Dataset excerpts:
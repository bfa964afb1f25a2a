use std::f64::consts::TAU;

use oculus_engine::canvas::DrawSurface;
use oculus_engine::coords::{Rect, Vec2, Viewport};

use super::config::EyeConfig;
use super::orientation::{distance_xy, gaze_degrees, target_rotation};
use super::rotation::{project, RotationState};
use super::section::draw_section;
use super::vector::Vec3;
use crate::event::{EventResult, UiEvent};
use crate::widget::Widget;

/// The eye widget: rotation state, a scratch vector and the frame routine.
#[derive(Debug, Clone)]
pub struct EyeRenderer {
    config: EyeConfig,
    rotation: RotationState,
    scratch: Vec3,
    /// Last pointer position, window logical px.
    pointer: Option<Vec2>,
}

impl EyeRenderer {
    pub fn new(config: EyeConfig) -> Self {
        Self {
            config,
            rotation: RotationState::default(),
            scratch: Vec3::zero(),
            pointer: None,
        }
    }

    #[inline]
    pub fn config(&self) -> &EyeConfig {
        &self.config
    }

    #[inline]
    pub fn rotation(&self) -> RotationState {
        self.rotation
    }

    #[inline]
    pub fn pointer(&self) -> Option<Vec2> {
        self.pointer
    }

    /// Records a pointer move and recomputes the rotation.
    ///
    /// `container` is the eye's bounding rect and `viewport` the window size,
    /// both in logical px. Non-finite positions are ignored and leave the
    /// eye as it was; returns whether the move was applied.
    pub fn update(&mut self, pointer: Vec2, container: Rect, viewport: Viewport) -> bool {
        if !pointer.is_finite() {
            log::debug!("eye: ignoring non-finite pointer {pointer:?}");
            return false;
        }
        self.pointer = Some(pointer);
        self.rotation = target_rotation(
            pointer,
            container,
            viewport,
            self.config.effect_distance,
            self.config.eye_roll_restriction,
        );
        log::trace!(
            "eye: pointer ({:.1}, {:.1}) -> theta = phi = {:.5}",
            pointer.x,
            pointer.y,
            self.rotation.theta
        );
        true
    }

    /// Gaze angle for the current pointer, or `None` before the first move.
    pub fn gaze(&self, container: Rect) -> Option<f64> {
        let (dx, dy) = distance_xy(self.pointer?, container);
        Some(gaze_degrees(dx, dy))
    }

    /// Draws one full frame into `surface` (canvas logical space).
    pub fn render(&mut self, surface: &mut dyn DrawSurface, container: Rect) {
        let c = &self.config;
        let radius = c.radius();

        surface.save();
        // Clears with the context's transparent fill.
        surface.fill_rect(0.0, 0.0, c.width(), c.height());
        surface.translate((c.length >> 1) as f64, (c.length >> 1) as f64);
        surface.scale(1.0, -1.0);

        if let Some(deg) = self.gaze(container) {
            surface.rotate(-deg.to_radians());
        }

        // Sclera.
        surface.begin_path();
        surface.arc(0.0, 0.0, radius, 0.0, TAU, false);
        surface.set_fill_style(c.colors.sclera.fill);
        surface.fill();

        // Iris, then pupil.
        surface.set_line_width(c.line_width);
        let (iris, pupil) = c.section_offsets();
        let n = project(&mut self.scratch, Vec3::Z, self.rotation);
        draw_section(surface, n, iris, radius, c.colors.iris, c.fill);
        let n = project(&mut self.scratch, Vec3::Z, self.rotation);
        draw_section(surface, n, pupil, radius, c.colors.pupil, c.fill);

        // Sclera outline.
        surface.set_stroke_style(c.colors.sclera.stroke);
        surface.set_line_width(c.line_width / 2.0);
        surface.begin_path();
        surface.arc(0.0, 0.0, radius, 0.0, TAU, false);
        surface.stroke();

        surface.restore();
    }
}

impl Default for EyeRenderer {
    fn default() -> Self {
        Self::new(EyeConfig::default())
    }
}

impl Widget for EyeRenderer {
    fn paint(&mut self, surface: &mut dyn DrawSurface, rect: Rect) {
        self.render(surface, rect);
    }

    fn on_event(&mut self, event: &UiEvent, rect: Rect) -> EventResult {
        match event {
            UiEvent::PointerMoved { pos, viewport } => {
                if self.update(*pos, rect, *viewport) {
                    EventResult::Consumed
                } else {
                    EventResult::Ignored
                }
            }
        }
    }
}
==
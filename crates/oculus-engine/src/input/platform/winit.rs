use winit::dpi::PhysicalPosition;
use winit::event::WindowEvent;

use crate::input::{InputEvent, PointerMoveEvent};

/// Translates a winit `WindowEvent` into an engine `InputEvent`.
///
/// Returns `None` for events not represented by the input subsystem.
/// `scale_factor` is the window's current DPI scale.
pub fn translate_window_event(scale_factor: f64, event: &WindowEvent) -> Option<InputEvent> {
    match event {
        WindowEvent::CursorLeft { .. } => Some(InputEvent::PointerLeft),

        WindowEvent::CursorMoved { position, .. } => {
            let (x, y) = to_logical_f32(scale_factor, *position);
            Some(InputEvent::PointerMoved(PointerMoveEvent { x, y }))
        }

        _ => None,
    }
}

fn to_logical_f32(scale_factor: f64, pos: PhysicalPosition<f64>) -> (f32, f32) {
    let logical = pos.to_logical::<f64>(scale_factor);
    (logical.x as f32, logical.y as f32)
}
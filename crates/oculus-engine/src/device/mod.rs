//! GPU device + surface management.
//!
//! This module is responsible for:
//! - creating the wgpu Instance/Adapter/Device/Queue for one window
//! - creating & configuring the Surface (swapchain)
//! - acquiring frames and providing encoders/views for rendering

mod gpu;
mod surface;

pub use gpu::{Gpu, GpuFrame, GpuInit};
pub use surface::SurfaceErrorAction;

Exercise instructions - Give nothing but the number of lines in the entries that include "UiEvent".

Answer below - 3